Collected data:
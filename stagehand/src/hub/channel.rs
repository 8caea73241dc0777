//! Push channel abstraction and identity.
//!
//! A channel is one live client connection. The hub only ever talks to
//! the [`PushChannel`] trait; the WebSocket transport in [`ws`] is one
//! implementation, test doubles are another.
//!
//! [`ws`]: super::ws

use std::fmt;
use std::future::Future;
use std::pin::Pin;
use std::sync::atomic::{AtomicU64, Ordering};

use thiserror::Error;

/// Close code sent when the handshake is rejected.
///
/// Private-use range, mirroring HTTP 401.
pub const REJECTION_CLOSE_CODE: u16 = 4401;

/// Close reason sent when the handshake is rejected.
pub const REJECTION_CLOSE_REASON: &str = "authentication failed";

/// Global counter for generating unique channel IDs.
static CHANNEL_ID_COUNTER: AtomicU64 = AtomicU64::new(0);

/// Process-unique identity of one registered channel.
///
/// IDs come from a monotonically increasing counter; they are never
/// reused within a process, so a stale unregister cannot hit a
/// newer channel.
#[derive(Clone, Copy, Hash, Eq, PartialEq)]
pub struct ChannelId(u64);

impl ChannelId {
    /// Allocates the next channel id.
    pub fn next() -> Self {
        Self(CHANNEL_ID_COUNTER.fetch_add(1, Ordering::Relaxed))
    }
}

impl fmt::Debug for ChannelId {
    fn fmt(&self, f: &mut fmt::Formatter<'_>) -> fmt::Result {
        write!(f, "ChannelId({})", self.0)
    }
}

impl fmt::Display for ChannelId {
    fn fmt(&self, f: &mut fmt::Formatter<'_>) -> fmt::Result {
        write!(f, "chan-{}", self.0)
    }
}

/// Failure delivering to one channel.
///
/// Channel errors are per-peer: the hub evicts the failing channel and
/// keeps serving its siblings.
#[derive(Debug, Clone, Error)]
pub enum ChannelError {
    /// The peer is gone.
    #[error("channel closed")]
    Closed,

    /// The transport reported an error.
    #[error("channel transport failed: {0}")]
    Transport(String),
}

/// One live client connection, as seen by the hub.
///
/// Object-safe: the hub stores channels as `Arc<dyn PushChannel>`, so
/// the async methods return boxed futures.
pub trait PushChannel: Send + Sync {
    /// Sends one text frame to the peer.
    fn send(&self, text: String)
        -> Pin<Box<dyn Future<Output = Result<(), ChannelError>> + Send + '_>>;

    /// Closes the connection with the given code and reason.
    ///
    /// Best-effort: a peer that is already gone cannot be closed twice.
    fn close(&self, code: u16, reason: String) -> Pin<Box<dyn Future<Output = ()> + Send + '_>>;
}
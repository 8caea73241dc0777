//! Scheduled account lifecycle sweeps.
//!
//! Accounts scheduled for deletion sit in `PendingDeletion` with a
//! `delete_after` deadline. A background loop owned by
//! [`DeletionSweeper`] periodically:
//!
//! 1. Erases and marks `Deleted` every account whose deadline has passed
//! 2. Sends a one-shot reminder to accounts approaching their deadline
//!
//! Both transitions are conditional updates in the backing store, so a
//! duplicate sweeper (or a crashed-and-restarted one) can never
//! double-fire the irreversible actions.
//!
//! # Example
//!
//! ```ignore
//! use stagehand::lifecycle::{DeletionSweeper, SweepConfig};
//!
//! let sweeper = DeletionSweeper::new(store, eraser, dispatcher, SweepConfig::default());
//! sweeper.start().await;
//! // ...
//! sweeper.stop().await;
//! ```

mod config;
mod effects;
mod record;
mod store;
mod sweeper;

pub use config::{
    SweepConfig, DEFAULT_ERROR_BACKOFF_SECS, DEFAULT_GRACE_PERIOD_SECS,
    DEFAULT_REMINDER_WINDOW_SECS, DEFAULT_SWEEP_INTERVAL_SECS,
};
pub use effects::{AccountEraser, DispatchError, Dispatcher, EffectKind, EraseError};
pub use record::{AccountRecord, AccountState};
pub use store::{AccountStore, MemoryAccountStore};
pub use sweeper::{DeletionSweeper, SweepStats};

**Exercise brief:**
Every entry above must be copied exactly.

**Completed exercise:**
filename stagehand/src/hub/channel.rs
repository 8caea73241dc0777
//! Push channel abstraction and identity.
//!
//! A channel is one live client connection. The hub only ever talks to
//! the [`PushChannel`] trait; the WebSocket transport in [`ws`] is one
//! implementation, test doubles are another.
//!
//! [`ws`]: super::ws

use std::fmt;
use std::future::Future;
use std::pin::Pin;
use std::sync::atomic::{AtomicU64, Ordering};

use thiserror::Error;

/// Close code sent when the handshake is rejected.
///
/// Private-use range, mirroring HTTP 401.
pub const REJECTION_CLOSE_CODE: u16 = 4401;

/// Close reason sent when the handshake is rejected.
pub const REJECTION_CLOSE_REASON: &str = "authentication failed";

/// Global counter for generating unique channel IDs.
static CHANNEL_ID_COUNTER: AtomicU64 = AtomicU64::new(0);

/// Process-unique identity of one registered channel.
///
/// IDs come from a monotonically increasing counter; they are never
/// reused within a process, so a stale unregister cannot hit a
/// newer channel.
#[derive(Clone, Copy, Hash, Eq, PartialEq)]
pub struct ChannelId(u64);

impl ChannelId {
    /// Allocates the next channel id.
    pub fn next() -> Self {
        Self(CHANNEL_ID_COUNTER.fetch_add(1, Ordering::Relaxed))
    }
}

impl fmt::Debug for ChannelId {
    fn fmt(&self, f: &mut fmt::Formatter<'_>) -> fmt::Result {
        write!(f, "ChannelId({})", self.0)
    }
}

impl fmt::Display for ChannelId {
    fn fmt(&self, f: &mut fmt::Formatter<'_>) -> fmt::Result {
        write!(f, "chan-{}", self.0)
    }
}

/// Failure delivering to one channel.
///
/// Channel errors are per-peer: the hub evicts the failing channel and
/// keeps serving its siblings.
#[derive(Debug, Clone, Error)]
pub enum ChannelError {
    /// The peer is gone.
    #[error("channel closed")]
    Closed,

    /// The transport reported an error.
    #[error("channel transport failed: {0}")]
    Transport(String),
}

/// One live client connection, as seen by the hub.
///
/// Object-safe: the hub stores channels as `Arc<dyn PushChannel>`, so
/// the async methods return boxed futures.
pub trait PushChannel: Send + Sync {
    /// Sends one text frame to the peer.
    fn send(&self, text: String)
        -> Pin<Box<dyn Future<Output = Result<(), ChannelError>> + Send + '_>>;

    /// Closes the connection with the given code and reason.
    ///
    /// Best-effort: a peer that is already gone cannot be closed twice.
    fn close(&self, code: u16, reason: String) -> Pin<Box<dyn Future<Output = ()> + Send + '_>>;
}
repository 8caea73241dc0777
//! Scheduled account lifecycle sweeps.
//!
//! Accounts scheduled for deletion sit in `PendingDeletion` with a
//! `delete_after` deadline. A background loop owned by
//! [`DeletionSweeper`] periodically:
//!
//! 1. Erases and marks `Deleted` every account whose deadline has passed
//! 2. Sends a one-shot reminder to accounts approaching their deadline
//!
//! Both transitions are conditional updates in the backing store, so a
//! duplicate sweeper (or a crashed-and-restarted one) can never
//! double-fire the irreversible actions.
//!
//! # Example
//!
//! ```ignore
//! use stagehand::lifecycle::{DeletionSweeper, SweepConfig};
//!
//! let sweeper = DeletionSweeper::new(store, eraser, dispatcher, SweepConfig::default());
//! sweeper.start().await;
//! // ...
//! sweeper.stop().await;
//! ```

mod config;
mod effects;
mod record;
mod store;
mod sweeper;

pub use config::{
    SweepConfig, DEFAULT_ERROR_BACKOFF_SECS, DEFAULT_GRACE_PERIOD_SECS,
    DEFAULT_REMINDER_WINDOW_SECS, DEFAULT_SWEEP_INTERVAL_SECS,
};
pub use effects::{AccountEraser, DispatchError, Dispatcher, EffectKind, EraseError};
pub use record::{AccountRecord, AccountState};
pub use store::{AccountStore, MemoryAccountStore};
pub use sweeper::{DeletionSweeper, SweepStats};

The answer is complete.